Saved data entries
»»

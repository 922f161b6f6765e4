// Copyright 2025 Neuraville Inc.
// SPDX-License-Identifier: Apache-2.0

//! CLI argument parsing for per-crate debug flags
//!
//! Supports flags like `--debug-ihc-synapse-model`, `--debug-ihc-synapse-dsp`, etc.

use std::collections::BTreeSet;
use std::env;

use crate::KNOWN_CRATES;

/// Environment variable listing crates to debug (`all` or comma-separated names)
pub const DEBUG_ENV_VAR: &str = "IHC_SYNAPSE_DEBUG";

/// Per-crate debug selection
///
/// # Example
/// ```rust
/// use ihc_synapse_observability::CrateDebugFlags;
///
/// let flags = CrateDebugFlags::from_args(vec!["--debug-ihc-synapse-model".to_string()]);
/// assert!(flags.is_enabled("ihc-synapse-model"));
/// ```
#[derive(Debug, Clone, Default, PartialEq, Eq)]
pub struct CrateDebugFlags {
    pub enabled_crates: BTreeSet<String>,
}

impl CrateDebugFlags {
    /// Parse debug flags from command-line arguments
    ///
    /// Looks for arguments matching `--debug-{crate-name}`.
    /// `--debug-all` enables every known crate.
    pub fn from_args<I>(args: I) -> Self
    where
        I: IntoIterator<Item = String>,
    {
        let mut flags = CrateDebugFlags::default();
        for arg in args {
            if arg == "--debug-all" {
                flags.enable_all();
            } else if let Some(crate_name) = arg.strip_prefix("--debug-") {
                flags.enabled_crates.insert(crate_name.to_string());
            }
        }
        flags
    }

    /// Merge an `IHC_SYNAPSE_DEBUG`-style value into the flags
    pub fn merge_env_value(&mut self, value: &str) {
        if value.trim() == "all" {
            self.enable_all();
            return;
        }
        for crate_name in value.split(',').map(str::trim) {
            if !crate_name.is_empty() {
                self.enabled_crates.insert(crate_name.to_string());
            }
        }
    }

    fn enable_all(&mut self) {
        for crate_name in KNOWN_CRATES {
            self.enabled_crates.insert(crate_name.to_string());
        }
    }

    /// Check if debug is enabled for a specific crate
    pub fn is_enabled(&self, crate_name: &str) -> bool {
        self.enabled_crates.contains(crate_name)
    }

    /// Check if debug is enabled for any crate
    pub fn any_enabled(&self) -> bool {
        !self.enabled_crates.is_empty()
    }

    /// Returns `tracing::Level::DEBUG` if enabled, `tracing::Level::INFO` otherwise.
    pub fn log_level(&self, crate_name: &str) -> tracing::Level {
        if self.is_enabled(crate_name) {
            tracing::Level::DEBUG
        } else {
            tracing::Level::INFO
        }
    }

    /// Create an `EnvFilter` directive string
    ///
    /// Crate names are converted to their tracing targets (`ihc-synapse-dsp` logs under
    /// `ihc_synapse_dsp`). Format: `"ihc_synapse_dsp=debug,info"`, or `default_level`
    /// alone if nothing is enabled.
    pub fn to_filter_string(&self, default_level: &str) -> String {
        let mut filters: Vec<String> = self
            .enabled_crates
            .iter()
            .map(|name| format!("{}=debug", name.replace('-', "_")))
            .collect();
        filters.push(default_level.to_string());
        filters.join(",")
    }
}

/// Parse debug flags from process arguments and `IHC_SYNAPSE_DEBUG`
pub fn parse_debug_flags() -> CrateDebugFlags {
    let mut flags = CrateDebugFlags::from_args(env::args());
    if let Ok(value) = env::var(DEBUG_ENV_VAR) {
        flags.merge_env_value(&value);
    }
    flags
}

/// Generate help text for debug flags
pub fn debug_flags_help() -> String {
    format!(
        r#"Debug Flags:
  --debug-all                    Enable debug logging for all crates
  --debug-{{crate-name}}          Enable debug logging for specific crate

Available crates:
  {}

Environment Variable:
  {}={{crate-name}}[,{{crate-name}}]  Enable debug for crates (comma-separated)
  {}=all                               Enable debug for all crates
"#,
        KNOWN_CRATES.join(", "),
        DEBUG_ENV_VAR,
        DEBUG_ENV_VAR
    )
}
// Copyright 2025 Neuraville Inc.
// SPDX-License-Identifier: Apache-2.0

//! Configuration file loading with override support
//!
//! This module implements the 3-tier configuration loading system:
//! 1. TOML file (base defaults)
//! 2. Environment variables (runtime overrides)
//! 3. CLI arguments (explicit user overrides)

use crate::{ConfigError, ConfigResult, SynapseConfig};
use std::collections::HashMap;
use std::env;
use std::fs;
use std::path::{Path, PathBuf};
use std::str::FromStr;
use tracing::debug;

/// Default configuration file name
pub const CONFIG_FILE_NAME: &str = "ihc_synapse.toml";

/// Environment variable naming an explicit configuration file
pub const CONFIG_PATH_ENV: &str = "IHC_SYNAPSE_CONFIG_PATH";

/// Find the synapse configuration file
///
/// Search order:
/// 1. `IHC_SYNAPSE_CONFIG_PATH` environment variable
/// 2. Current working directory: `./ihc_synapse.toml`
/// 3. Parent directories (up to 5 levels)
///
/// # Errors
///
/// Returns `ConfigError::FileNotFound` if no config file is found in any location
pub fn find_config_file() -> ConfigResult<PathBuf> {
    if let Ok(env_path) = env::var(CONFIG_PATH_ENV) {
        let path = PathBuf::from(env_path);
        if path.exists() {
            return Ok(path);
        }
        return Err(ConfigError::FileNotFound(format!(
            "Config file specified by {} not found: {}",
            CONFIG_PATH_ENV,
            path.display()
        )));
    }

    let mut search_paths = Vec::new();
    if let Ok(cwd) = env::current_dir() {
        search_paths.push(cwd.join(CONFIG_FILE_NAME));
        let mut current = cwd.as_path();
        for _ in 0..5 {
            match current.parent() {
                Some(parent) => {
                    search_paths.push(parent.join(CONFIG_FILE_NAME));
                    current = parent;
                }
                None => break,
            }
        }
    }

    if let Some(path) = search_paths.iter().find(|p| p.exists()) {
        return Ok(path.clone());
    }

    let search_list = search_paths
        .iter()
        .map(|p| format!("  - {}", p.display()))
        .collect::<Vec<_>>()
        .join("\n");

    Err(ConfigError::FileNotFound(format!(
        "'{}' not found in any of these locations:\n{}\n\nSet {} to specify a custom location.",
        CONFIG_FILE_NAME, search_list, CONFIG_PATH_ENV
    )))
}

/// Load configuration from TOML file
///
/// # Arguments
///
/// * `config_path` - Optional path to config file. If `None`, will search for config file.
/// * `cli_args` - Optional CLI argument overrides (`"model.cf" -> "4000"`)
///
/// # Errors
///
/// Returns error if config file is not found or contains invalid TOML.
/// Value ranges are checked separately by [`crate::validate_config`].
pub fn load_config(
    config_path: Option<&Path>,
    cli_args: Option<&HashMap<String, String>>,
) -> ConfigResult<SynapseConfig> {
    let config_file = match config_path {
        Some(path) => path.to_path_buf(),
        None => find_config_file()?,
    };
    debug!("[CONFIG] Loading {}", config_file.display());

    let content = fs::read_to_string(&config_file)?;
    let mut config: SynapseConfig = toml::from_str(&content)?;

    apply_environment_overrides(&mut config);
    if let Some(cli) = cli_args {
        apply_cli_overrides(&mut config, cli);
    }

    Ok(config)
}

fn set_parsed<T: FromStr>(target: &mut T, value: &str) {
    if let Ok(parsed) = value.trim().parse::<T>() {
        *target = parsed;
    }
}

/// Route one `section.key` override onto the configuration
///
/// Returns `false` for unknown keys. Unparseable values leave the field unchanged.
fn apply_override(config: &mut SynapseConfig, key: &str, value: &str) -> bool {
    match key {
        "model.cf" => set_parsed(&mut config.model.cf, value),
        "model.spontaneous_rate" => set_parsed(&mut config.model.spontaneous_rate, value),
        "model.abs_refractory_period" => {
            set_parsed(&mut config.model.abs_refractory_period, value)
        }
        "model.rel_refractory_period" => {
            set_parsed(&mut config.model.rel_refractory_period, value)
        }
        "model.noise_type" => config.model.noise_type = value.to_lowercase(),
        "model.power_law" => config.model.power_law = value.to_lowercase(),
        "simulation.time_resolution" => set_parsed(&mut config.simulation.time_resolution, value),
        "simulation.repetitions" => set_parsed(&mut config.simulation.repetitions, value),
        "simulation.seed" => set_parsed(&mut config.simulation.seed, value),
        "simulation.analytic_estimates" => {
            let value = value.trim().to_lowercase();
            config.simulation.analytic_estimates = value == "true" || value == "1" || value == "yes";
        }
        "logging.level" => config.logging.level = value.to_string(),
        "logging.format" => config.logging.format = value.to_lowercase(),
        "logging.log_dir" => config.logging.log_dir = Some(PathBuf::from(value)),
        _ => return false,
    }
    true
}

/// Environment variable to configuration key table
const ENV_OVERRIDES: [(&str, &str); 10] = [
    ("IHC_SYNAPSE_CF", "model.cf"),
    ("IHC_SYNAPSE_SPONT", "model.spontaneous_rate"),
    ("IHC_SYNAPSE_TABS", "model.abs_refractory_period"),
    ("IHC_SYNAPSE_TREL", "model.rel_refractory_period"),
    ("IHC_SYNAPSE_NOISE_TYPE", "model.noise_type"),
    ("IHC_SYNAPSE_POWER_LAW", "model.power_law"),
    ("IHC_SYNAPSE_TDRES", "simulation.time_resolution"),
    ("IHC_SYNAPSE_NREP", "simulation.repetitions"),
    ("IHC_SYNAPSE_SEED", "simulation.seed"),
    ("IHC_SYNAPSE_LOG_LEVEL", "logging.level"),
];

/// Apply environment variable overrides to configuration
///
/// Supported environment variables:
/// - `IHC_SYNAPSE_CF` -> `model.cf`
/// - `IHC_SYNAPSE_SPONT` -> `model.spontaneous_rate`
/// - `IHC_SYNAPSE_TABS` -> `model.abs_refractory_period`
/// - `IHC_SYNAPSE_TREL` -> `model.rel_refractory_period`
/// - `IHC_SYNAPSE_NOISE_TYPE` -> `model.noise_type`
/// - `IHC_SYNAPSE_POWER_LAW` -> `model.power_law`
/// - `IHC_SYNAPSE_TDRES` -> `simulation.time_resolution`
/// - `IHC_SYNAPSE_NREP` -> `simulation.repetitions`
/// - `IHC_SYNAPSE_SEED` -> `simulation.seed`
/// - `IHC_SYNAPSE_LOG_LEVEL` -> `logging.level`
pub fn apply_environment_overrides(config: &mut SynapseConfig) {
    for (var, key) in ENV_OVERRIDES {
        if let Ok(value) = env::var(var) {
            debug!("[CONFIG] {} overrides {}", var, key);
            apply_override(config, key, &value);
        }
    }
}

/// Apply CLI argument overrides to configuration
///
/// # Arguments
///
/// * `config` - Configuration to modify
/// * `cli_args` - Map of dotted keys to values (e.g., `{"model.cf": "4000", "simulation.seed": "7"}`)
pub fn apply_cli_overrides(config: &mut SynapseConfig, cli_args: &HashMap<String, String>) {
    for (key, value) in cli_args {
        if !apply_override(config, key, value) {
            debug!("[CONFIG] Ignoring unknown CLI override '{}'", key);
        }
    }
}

««
»»

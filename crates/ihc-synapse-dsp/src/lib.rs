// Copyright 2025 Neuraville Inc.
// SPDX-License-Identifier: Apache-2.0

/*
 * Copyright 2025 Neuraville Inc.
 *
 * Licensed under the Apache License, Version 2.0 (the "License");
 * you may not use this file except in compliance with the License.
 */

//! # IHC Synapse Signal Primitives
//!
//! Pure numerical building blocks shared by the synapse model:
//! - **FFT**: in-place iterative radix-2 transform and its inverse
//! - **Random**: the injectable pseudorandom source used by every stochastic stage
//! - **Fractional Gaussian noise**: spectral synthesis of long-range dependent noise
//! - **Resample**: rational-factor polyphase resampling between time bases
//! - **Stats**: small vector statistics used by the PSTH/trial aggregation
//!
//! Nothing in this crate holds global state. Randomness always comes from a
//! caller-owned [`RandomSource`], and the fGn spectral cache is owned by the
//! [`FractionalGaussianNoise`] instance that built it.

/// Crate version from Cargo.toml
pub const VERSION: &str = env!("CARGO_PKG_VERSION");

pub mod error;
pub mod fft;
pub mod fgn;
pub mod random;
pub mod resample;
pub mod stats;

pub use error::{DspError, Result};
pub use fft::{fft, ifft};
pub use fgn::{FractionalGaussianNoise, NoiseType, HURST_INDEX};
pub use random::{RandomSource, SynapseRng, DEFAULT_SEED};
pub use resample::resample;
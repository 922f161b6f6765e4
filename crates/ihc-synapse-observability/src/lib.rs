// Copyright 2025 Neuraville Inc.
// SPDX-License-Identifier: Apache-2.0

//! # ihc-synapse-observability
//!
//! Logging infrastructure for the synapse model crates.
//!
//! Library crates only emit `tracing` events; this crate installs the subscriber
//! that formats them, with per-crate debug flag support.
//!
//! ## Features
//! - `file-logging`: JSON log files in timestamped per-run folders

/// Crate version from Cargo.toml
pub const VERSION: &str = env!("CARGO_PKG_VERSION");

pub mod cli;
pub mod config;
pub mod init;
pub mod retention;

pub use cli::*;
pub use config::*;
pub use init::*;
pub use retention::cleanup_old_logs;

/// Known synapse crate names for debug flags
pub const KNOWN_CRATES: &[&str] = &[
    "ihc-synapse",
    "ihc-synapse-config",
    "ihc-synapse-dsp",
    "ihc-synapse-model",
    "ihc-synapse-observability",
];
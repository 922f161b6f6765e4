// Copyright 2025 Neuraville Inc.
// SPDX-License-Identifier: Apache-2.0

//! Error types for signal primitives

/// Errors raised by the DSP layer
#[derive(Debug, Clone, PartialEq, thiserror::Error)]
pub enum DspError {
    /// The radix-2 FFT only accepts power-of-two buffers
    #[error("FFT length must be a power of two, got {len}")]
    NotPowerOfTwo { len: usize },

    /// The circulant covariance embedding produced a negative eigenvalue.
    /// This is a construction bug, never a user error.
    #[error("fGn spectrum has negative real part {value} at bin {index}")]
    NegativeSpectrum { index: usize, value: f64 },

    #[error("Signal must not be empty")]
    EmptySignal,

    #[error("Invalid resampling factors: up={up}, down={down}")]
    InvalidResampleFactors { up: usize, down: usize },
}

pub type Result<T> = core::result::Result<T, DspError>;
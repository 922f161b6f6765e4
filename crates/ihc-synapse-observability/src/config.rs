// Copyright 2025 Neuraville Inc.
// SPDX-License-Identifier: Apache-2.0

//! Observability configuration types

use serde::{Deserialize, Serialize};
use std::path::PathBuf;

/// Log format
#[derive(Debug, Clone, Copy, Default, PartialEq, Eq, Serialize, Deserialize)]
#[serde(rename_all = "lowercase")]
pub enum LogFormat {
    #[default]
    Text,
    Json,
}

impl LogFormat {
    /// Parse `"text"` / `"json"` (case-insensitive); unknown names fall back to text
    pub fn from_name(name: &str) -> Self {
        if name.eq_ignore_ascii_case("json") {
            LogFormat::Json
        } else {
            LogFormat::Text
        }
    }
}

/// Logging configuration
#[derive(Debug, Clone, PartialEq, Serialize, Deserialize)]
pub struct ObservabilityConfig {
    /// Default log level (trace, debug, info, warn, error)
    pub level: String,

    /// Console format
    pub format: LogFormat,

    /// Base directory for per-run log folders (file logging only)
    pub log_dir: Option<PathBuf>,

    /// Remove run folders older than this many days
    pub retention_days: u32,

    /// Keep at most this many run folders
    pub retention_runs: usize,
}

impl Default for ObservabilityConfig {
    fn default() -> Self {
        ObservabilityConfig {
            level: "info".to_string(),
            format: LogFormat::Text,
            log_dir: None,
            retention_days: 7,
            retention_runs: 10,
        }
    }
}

««

ABOUT THIS EXERCISE: Return a copy of each line in the entries that carries the string "names".

EXPECTED ANSWER:
/// Environment variable listing crates to debug (`all` or comma-separated names)
    /// Crate names are converted to their tracing targets (`ihc-synapse-dsp` logs under
/// Known synapse crate names for debug flags
    /// Parse `"text"` / `"json"` (case-insensitive); unknown names fall back to text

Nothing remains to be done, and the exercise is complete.